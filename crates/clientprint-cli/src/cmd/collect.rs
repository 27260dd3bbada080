use anyhow::Result;
use serde::Serialize;

use clientprint_core::config::CoreConfig;
use clientprint_core::model::{AudioSignal, Category, SignalRecord};
use clientprint_core::{digest_with, Digest};
use clientprint_probes::{Collector, HostProbes};

use crate::args::HostArgs;
use crate::io::input;
use crate::output;

#[derive(Debug, Serialize)]
pub struct CollectOut {
    pub record: SignalRecord,
    pub algorithm: &'static str,
    pub digest: Digest,
}

pub async fn run(host_args: &HostArgs, config: CoreConfig) -> Result<()> {
    let host = input::load_host(host_args.host.as_deref())?;
    let collector = Collector::with_config(HostProbes::new(host), config)?;

    let pb = output::spinner("rendering audio and collecting signals");
    let record = collector.collect().await;
    pb.finish_and_clear();

    let hashing = &collector.config().hashing;
    let digest = digest_with(&record, hashing)?;

    if output::is_json() {
        return output::print(&CollectOut {
            record,
            algorithm: hashing.algorithm.as_str(),
            digest,
        });
    }

    for category in Category::ALL {
        output::heading(category.key())?;
        let value = record.category_value(category)?;
        println!("{}", serde_json::to_string_pretty(&value)?);
    }
    if record.audio == AudioSignal::TimedOut {
        output::eprintln_line("note: the audio render did not complete in time");
    }
    println!();
    output::field(hashing.algorithm.as_str(), digest.as_str())?;
    Ok(())
}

______________________________

— What this task involves —
Go through the listing above and copy each line that contains "SignalRecord".

— Exercise output —
use clientprint_core::model::{AudioSignal, Category, SignalRecord};
    pub record: SignalRecord,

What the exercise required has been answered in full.